# [AIM OF THE EXERCISE]
For every line in the records below that holds "contains", make a copy.

--- SUPPLIED MATERIAL ---

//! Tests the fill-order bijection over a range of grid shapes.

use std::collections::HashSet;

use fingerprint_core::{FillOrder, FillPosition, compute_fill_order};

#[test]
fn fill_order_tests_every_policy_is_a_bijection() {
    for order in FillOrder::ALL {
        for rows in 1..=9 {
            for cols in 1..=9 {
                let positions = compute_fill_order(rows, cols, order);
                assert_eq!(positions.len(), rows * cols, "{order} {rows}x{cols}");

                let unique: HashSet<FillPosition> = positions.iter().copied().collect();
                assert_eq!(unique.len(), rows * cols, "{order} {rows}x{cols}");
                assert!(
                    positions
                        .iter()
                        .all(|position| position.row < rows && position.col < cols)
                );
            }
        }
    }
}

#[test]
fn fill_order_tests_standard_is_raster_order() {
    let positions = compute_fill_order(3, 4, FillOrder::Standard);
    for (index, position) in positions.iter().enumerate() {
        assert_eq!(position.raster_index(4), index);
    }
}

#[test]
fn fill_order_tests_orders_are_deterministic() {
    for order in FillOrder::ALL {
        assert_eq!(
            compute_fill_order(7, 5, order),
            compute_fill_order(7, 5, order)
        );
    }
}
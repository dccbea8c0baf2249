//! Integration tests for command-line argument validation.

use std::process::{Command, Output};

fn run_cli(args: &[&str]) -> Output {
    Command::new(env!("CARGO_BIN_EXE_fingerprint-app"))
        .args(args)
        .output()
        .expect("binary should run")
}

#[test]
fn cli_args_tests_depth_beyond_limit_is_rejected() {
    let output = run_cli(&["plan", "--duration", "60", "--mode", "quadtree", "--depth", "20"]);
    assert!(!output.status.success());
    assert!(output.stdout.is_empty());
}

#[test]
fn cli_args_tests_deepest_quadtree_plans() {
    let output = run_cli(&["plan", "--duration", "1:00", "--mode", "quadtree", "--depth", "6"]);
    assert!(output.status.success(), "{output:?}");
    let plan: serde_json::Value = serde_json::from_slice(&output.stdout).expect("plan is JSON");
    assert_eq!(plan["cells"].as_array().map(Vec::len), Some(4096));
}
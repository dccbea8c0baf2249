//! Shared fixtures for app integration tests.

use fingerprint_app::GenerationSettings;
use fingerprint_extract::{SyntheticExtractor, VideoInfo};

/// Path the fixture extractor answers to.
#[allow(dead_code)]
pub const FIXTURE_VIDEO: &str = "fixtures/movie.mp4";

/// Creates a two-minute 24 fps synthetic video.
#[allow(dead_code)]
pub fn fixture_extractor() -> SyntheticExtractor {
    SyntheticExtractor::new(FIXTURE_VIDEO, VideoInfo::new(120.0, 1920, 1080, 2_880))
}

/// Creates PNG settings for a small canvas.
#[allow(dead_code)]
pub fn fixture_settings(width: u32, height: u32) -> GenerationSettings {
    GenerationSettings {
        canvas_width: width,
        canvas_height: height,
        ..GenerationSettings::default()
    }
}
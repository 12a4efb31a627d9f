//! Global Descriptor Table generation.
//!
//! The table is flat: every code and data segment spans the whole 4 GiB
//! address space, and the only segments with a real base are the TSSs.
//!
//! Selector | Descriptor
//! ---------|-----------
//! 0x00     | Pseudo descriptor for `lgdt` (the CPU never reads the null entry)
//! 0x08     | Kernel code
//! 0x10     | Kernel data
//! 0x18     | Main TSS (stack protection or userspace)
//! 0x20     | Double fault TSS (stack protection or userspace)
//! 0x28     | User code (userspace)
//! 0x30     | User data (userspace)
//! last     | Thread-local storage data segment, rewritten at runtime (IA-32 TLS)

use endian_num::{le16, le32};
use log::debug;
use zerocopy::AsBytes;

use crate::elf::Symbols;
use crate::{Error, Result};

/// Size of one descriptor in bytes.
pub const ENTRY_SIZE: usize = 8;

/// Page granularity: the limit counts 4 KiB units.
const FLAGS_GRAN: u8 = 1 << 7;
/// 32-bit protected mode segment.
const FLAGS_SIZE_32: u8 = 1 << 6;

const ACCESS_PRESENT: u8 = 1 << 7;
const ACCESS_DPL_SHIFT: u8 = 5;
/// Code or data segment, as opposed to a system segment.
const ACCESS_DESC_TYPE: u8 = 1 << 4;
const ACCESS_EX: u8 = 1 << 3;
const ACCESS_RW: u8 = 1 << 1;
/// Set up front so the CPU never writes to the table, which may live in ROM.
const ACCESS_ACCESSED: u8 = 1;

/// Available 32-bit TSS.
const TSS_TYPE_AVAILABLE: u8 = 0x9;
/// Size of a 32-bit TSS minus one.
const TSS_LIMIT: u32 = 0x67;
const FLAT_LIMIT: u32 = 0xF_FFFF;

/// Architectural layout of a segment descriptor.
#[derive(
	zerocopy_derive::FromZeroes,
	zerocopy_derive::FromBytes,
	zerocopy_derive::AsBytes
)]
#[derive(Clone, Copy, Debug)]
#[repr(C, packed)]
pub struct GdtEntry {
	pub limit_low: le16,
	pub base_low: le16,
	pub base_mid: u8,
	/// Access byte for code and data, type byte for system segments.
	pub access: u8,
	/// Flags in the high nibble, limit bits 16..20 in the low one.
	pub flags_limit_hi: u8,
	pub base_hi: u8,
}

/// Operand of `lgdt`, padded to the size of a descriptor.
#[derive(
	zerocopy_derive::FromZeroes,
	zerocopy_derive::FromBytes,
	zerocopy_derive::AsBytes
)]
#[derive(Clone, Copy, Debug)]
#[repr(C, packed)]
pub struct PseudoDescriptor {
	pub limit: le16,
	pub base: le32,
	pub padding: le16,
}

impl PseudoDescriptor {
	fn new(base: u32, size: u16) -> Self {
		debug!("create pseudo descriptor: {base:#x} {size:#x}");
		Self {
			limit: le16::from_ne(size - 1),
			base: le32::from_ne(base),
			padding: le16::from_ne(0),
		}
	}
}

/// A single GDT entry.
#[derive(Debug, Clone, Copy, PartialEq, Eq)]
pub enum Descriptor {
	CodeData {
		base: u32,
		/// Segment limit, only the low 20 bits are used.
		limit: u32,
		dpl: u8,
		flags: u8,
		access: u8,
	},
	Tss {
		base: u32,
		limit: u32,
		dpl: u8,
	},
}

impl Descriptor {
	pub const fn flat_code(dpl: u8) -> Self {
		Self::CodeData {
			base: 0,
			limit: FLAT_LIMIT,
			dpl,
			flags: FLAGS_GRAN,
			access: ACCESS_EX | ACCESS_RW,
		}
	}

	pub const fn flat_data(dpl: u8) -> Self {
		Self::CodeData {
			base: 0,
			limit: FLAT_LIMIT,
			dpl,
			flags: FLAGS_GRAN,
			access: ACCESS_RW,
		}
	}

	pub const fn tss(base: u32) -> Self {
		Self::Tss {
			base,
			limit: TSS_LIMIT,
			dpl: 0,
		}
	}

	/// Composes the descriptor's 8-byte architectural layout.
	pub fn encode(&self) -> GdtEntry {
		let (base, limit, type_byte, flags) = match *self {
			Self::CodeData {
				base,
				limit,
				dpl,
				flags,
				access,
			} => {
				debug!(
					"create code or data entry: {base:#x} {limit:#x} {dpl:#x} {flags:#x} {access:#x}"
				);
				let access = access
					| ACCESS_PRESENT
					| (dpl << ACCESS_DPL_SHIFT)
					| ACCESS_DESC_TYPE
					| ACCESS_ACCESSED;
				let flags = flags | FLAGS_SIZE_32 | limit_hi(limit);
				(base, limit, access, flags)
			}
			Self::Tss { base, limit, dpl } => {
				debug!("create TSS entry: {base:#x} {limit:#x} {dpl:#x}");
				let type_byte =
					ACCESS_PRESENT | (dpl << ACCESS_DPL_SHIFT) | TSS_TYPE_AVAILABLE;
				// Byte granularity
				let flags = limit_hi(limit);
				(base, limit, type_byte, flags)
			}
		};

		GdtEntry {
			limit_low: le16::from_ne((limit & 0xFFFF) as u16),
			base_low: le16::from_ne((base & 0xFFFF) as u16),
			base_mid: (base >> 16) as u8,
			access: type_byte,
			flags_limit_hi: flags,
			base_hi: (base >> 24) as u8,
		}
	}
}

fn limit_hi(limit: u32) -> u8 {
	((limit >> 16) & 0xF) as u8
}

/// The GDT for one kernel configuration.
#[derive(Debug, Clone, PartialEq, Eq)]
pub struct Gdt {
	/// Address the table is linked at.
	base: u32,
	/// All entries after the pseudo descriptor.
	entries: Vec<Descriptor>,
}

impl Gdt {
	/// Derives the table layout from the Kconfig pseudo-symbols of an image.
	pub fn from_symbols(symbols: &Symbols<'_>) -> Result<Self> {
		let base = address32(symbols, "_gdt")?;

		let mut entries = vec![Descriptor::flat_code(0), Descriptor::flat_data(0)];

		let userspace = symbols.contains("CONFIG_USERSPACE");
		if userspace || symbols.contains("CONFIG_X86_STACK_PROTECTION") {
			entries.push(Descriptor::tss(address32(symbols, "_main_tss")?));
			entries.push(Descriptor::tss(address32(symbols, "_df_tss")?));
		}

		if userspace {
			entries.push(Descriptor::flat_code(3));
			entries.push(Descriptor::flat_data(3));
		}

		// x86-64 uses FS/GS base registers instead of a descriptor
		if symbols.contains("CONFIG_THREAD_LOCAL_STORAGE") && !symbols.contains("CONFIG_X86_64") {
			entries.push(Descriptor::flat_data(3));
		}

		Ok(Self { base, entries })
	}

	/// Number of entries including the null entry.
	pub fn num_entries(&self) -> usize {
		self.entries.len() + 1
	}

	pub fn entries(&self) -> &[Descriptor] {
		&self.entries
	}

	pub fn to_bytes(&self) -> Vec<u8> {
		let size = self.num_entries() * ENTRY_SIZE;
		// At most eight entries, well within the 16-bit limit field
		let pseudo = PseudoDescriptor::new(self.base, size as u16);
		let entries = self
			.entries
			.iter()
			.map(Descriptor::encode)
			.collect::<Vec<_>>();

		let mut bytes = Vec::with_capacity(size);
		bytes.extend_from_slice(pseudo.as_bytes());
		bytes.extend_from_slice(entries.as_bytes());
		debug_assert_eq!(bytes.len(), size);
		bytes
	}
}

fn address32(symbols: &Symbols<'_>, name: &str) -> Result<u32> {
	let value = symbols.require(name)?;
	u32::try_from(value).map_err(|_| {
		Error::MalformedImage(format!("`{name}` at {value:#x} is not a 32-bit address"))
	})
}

---

# [TASK RESPONSE]
		let userspace = symbols.contains("CONFIG_USERSPACE");
		if userspace || symbols.contains("CONFIG_X86_STACK_PROTECTION") {
		if symbols.contains("CONFIG_THREAD_LOCAL_STORAGE") && !symbols.contains("CONFIG_X86_64") {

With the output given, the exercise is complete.